Task objective →
Search the entries for lines that contain the word "impl", and report each one found.

BEGIN Provided data

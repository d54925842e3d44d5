//! Document façade – owns the section list and the table arena, and is the
//! receiver for every composition operation in the crate.
//!
//! Sections are addressed through explicit [`SectionId`] handles returned
//! from the creation calls; there is no hidden "current section" cursor, so
//! independent parts of a report can be composed in any order. A document
//! is single-writer mutable state: callers needing parallel generation
//! build independent documents and merge the rendered bytes afterwards
//! (see [`render_and_concatenate`]).
//!
//! [`render_and_concatenate`]: crate::render::render_and_concatenate

use serde::{Deserialize, Serialize};

use crate::error::{Error, Result};
use crate::render::Renderer;
use crate::style::Padding;
use crate::tree::{Cell, PageSetup, Row, Section, SectionId, Table, TableId};
use crate::tree::{CellId, RowId};

/// An in-memory report: an ordered list of sections plus the arena holding
/// every table, top level or nested.
#[derive(Debug, Clone, PartialEq, Serialize, Deserialize)]
pub struct Document {
    sections: Vec<Section>,
    tables: Vec<Table>,
}

impl Document {
    /// A4 portrait document with the standard 2.54 cm margin and one
    /// initial portrait section.
    pub fn new() -> Self {
        Self::with_page(PageSetup::a4())
    }

    /// Document with caller-specified page metrics (points). The initial
    /// section is created immediately; a document never has zero sections.
    pub fn with_page(page: PageSetup) -> Self {
        Self {
            sections: vec![Section::new(page, false)],
            tables: Vec::new(),
        }
    }

    /// Convenience for custom page dimensions with a uniform margin.
    pub fn with_page_metrics(margin: f32, height: f32, width: f32) -> Self {
        Self::with_page(PageSetup {
            width,
            height,
            margin: Padding::all(margin),
        })
    }

    // -- sections ----------------------------------------------------------

    /// The section created with the document.
    pub fn first_section(&self) -> SectionId {
        SectionId(0)
    }

    /// Append a new portrait section, reusing the first section's page
    /// metrics.
    pub fn add_portrait_section(&mut self) -> SectionId {
        self.add_section(false)
    }

    /// Append a new landscape section.
    pub fn add_landscape_section(&mut self) -> SectionId {
        self.add_section(true)
    }

    fn add_section(&mut self, is_landscape: bool) -> SectionId {
        let page = self.sections[0].page;
        self.sections.push(Section::new(page, is_landscape));
        SectionId(self.sections.len() - 1)
    }

    pub fn section_count(&self) -> usize {
        self.sections.len()
    }

    /// All section handles, in page order.
    pub fn section_ids(&self) -> impl Iterator<Item = SectionId> {
        (0..self.sections.len()).map(SectionId)
    }

    pub fn section(&self, id: SectionId) -> Result<&Section> {
        self.sections.get(id.0).ok_or(Error::UnknownSection(id.0))
    }

    pub(crate) fn section_mut(&mut self, id: SectionId) -> Result<&mut Section> {
        self.sections
            .get_mut(id.0)
            .ok_or(Error::UnknownSection(id.0))
    }

    // -- table arena -------------------------------------------------------

    pub fn table(&self, id: TableId) -> Result<&Table> {
        self.tables.get(id.0).ok_or(Error::UnknownTable(id.0))
    }

    pub(crate) fn table_mut(&mut self, id: TableId) -> Result<&mut Table> {
        self.tables.get_mut(id.0).ok_or(Error::UnknownTable(id.0))
    }

    /// Place a table into the arena, detached from any parent.
    pub(crate) fn alloc_table(&mut self, table: Table) -> TableId {
        self.tables.push(table);
        TableId(self.tables.len() - 1)
    }

    /// Place a table into the arena and attach it to a section's top level.
    pub(crate) fn attach_table(&mut self, section: SectionId, table: Table) -> Result<TableId> {
        self.section(section)?;
        let id = self.alloc_table(table);
        self.section_mut(section)?.tables.push(id);
        Ok(id)
    }

    // -- rows / cells ------------------------------------------------------

    pub fn row(&self, id: RowId) -> Result<&Row> {
        self.table(id.table)?
            .rows
            .get(id.index)
            .ok_or(Error::UnknownRow {
                table: id.table.0,
                row: id.index,
            })
    }

    pub(crate) fn row_mut(&mut self, id: RowId) -> Result<&mut Row> {
        self.table_mut(id.table)?
            .rows
            .get_mut(id.index)
            .ok_or(Error::UnknownRow {
                table: id.table.0,
                row: id.index,
            })
    }

    pub fn cell(&self, id: CellId) -> Result<&Cell> {
        self.row(id.row)?.cells.get(id.index).ok_or(Error::UnknownCell {
            table: id.row.table.0,
            row: id.row.index,
            cell: id.index,
        })
    }

    pub(crate) fn cell_mut(&mut self, id: CellId) -> Result<&mut Cell> {
        self.row_mut(id.row)?
            .cells
            .get_mut(id.index)
            .ok_or(Error::UnknownCell {
                table: id.row.table.0,
                row: id.row.index,
                cell: id.index,
            })
    }

    /// Append an unstyled row to a table, inheriting the table's default
    /// text style.
    pub fn add_row(&mut self, table: TableId) -> Result<RowId> {
        let default_text = self.table(table)?.default_text.clone();
        let rows = &mut self.table_mut(table)?.rows;
        rows.push(Row::new(default_text));
        Ok(RowId {
            table,
            index: rows.len() - 1,
        })
    }

    /// Append a cell to a row and return its handle.
    pub(crate) fn push_cell(&mut self, row: RowId, cell: Cell) -> Result<CellId> {
        let cells = &mut self.row_mut(row)?.cells;
        cells.push(cell);
        Ok(CellId {
            row,
            index: cells.len() - 1,
        })
    }

    // -- output ------------------------------------------------------------

    /// Hand the finished tree to a render backend. The only potentially
    /// long-running call in the crate; treated as atomic.
    pub fn render<R: Renderer + ?Sized>(&self, renderer: &mut R) -> Result<Vec<u8>> {
        log::debug!(
            "rendering document: {} sections, {} tables",
            self.sections.len(),
            self.tables.len()
        );
        Ok(renderer.render(self)?)
    }

    /// Serialise the tree to JSON.
    pub fn to_json(&self) -> Result<String> {
        Ok(serde_json::to_string_pretty(self)?)
    }

    /// Deserialise a tree from JSON.
    pub fn from_json(json: &str) -> Result<Self> {
        Ok(serde_json::from_str(json)?)
    }
}

impl Default for Document {
    fn default() -> Self {
        Self::new()
    }
}

#[cfg(test)]
mod tests {
    use super::*;
    use crate::tree::Table;

    #[test]
    fn document_starts_with_one_section() {
        let doc = Document::new();
        assert_eq!(doc.section_count(), 1);
        assert!(doc.section(doc.first_section()).is_ok());
    }

    #[test]
    fn sections_keep_insertion_order() {
        let mut doc = Document::new();
        let a = doc.add_landscape_section();
        let b = doc.add_portrait_section();
        assert_eq!(doc.section_count(), 3);
        assert!(doc.section(a).unwrap().is_landscape);
        assert!(!doc.section(b).unwrap().is_landscape);
    }

    #[test]
    fn foreign_handles_are_rejected() {
        let doc = Document::new();
        assert!(matches!(
            doc.section(SectionId(7)),
            Err(Error::UnknownSection(7))
        ));
        assert!(matches!(doc.table(TableId(0)), Err(Error::UnknownTable(0))));
    }

    #[test]
    fn rows_address_their_table() {
        let mut doc = Document::new();
        let section = doc.first_section();
        let table = doc.attach_table(section, Table::new("100 200")).unwrap();
        let row = doc.add_row(table).unwrap();
        assert_eq!(row.table(), table);
        assert!(doc.row(row).is_ok());
    }

    #[test]
    fn json_roundtrip() {
        let mut doc = Document::new();
        let section = doc.first_section();
        doc.attach_table(section, Table::new("520")).unwrap();
        let json = doc.to_json().unwrap();
        let back = Document::from_json(&json).unwrap();
        assert_eq!(doc, back);
    }
}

END Provided data

Reply →
impl Document {
    pub fn section_ids(&self) -> impl Iterator<Item = SectionId> {
impl Default for Document {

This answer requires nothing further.